▼

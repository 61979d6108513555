//! The closed set of symbols a compiled machine may find on its tape.

use log::debug;
use std::collections::HashSet;

use crate::cell::{Cell, Symbol};

/// Declared input and tape symbols, plus everything the multi-tape simulation adds.
///
/// The registry is constructed once from the declared alphabets; the only later changes are
/// the one-time closure for multi-tape simulation and state-name pseudo-symbols.
#[derive(Debug, Clone, PartialEq, Eq)]
pub struct Alphabet {
    /// Input symbols, extra symbols and the empty cell, in declaration order.
    developer: Vec<Cell>,
    /// Every valid symbol, in registration order.
    machine: Vec<Cell>,
    members: HashSet<Cell>,
    /// Head-tagged variants of the developer symbols, once simulating.
    tape_heads: Vec<Cell>,
    simulating: bool,
}

impl Default for Alphabet {
    fn default() -> Self {
        Self::new(Vec::new(), Vec::new())
    }
}

impl Alphabet {
    /// Creates the registry from declared input and extra tape symbols.
    ///
    /// The empty cell is always part of the alphabet; duplicates are dropped.
    pub fn new(input: Vec<Cell>, extra: Vec<Cell>) -> Self {
        let mut alphabet = Self {
            developer: Vec::new(),
            machine: Vec::new(),
            members: HashSet::new(),
            tape_heads: Vec::new(),
            simulating: false,
        };
        for cell in input.into_iter().chain(extra).chain([Cell::EMPTY]) {
            if alphabet.insert(cell.clone()) {
                alphabet.developer.push(cell);
            }
        }
        alphabet
    }

    fn insert(&mut self, cell: Cell) -> bool {
        if !self.members.insert(cell.clone()) {
            return false;
        }
        self.machine.push(cell);
        true
    }

    /// Adds the head-tagged symbols and protocol markers used to run several logical tapes
    /// on one physical tape. Does nothing when already closed.
    pub(crate) fn close_for_simulation(&mut self) {
        if self.simulating {
            return;
        }
        self.simulating = true;
        self.tape_heads = self.developer.iter().map(Cell::as_head).collect();
        for head in self.tape_heads.clone() {
            self.insert(head);
        }
        for marker in [Cell::START, Cell::BOUND_L, Cell::BOUND_R, Cell::AFTER_LAST] {
            self.insert(marker);
        }
        // Only the right boundary is ever marked as a head
        self.insert(Cell::BOUND_R.as_head());
        debug!("alphabet closed for simulation: {} symbols", self.machine.len());
    }

    /// Registers the pseudo-symbol for a state name.
    pub(crate) fn add_state_symbol(&mut self, state: &str) {
        self.insert(Cell::state(state));
    }

    /// Checks a cell, or every component of a tuple, against the registry.
    pub fn is_valid(&self, cell: &Cell) -> bool {
        match &cell.symbol {
            Symbol::Tuple(cells) => cells.iter().all(|inner| self.is_valid(inner)),
            _ => self.members.contains(cell),
        }
    }

    /// The symbols declared by the machine author, including the empty cell.
    pub fn developer(&self) -> &[Cell] {
        &self.developer
    }

    /// Every symbol a tape of the compiled machine can hold.
    pub fn whole(&self) -> &[Cell] {
        &self.machine
    }

    /// Head-tagged developer symbols; empty unless simulating multiple tapes.
    pub fn tape_heads(&self) -> &[Cell] {
        &self.tape_heads
    }

    pub fn is_simulating(&self) -> bool {
        self.simulating
    }

    pub(crate) fn rename_guard(&mut self, old: &str, new: &str) {
        for cell in &mut self.machine {
            cell.rename_guard(old, new);
        }
        self.members = self.machine.iter().cloned().collect();
    }
}

#[cfg(test)]
mod tests {
    use super::*;

    fn alphabet(input: &str, extra: &str) -> Alphabet {
        Alphabet::new(
            input.chars().map(Cell::from).collect(),
            extra.chars().map(Cell::from).collect(),
        )
    }

    #[test]
    fn test_developer_alphabet_includes_empty() {
        let alphabet = alphabet("ab", "ba$");

        assert_eq!(
            alphabet.developer(),
            &[Cell::from('a'), Cell::from('b'), Cell::from('$'), Cell::EMPTY]
        );
        assert!(alphabet.is_valid(&Cell::EMPTY));
        assert!(!alphabet.is_valid(&Cell::from('c')));
        assert!(!alphabet.is_valid(&Cell::from('a').as_head()));
        assert!(alphabet.tape_heads().is_empty());
    }

    #[test]
    fn test_tuple_validity() {
        let alphabet = alphabet("ab", "");

        assert!(alphabet.is_valid(&Cell::tuple(vec![Cell::from('a'), Cell::EMPTY])));
        assert!(!alphabet.is_valid(&Cell::tuple(vec![Cell::from('a'), Cell::from('z')])));
    }

    #[test]
    fn test_simulation_closure() {
        let mut alphabet = alphabet("x", "");
        alphabet.close_for_simulation();
        alphabet.close_for_simulation();

        assert!(alphabet.is_simulating());
        assert_eq!(
            alphabet.tape_heads(),
            &[Cell::from('x').as_head(), Cell::EMPTY.as_head()]
        );
        for cell in [Cell::START, Cell::BOUND_L, Cell::BOUND_R, Cell::AFTER_LAST] {
            assert!(alphabet.is_valid(&cell));
        }
        assert!(alphabet.is_valid(&Cell::BOUND_R.as_head()));
        assert!(!alphabet.is_valid(&Cell::BOUND_L.as_head()));
        // 2 developer + 2 heads + 4 markers + 1 head-tagged bound
        assert_eq!(alphabet.whole().len(), 9);
    }

    #[test]
    fn test_state_symbols_and_rename() {
        let mut alphabet = alphabet("x", "");
        alphabet.close_for_simulation();
        alphabet.add_state_symbol("Ω_q");
        alphabet.add_state_symbol("Ω_q");
        assert!(alphabet.is_valid(&Cell::state("Ω_q")));
        assert_eq!(alphabet.whole().len(), 10);

        alphabet.rename_guard("Ω", "ΩΩ");
        assert!(alphabet.is_valid(&Cell::state("ΩΩ_q")));
        assert!(!alphabet.is_valid(&Cell::state("Ω_q")));
    }
}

▲

Prompt: Each line above from the one with "pub fn tape_heads(&self)" up to and including the one with "use super::*;" must be set down exactly, and no line outside that span may appear.

Response to this exercise:
    pub fn tape_heads(&self) -> &[Cell] {
        &self.tape_heads
    }

    pub fn is_simulating(&self) -> bool {
        self.simulating
    }

    pub(crate) fn rename_guard(&mut self, old: &str, new: &str) {
        for cell in &mut self.machine {
            cell.rename_guard(old, new);
        }
        self.members = self.machine.iter().cloned().collect();
    }
}

#[cfg(test)]
mod tests {
    use super::*;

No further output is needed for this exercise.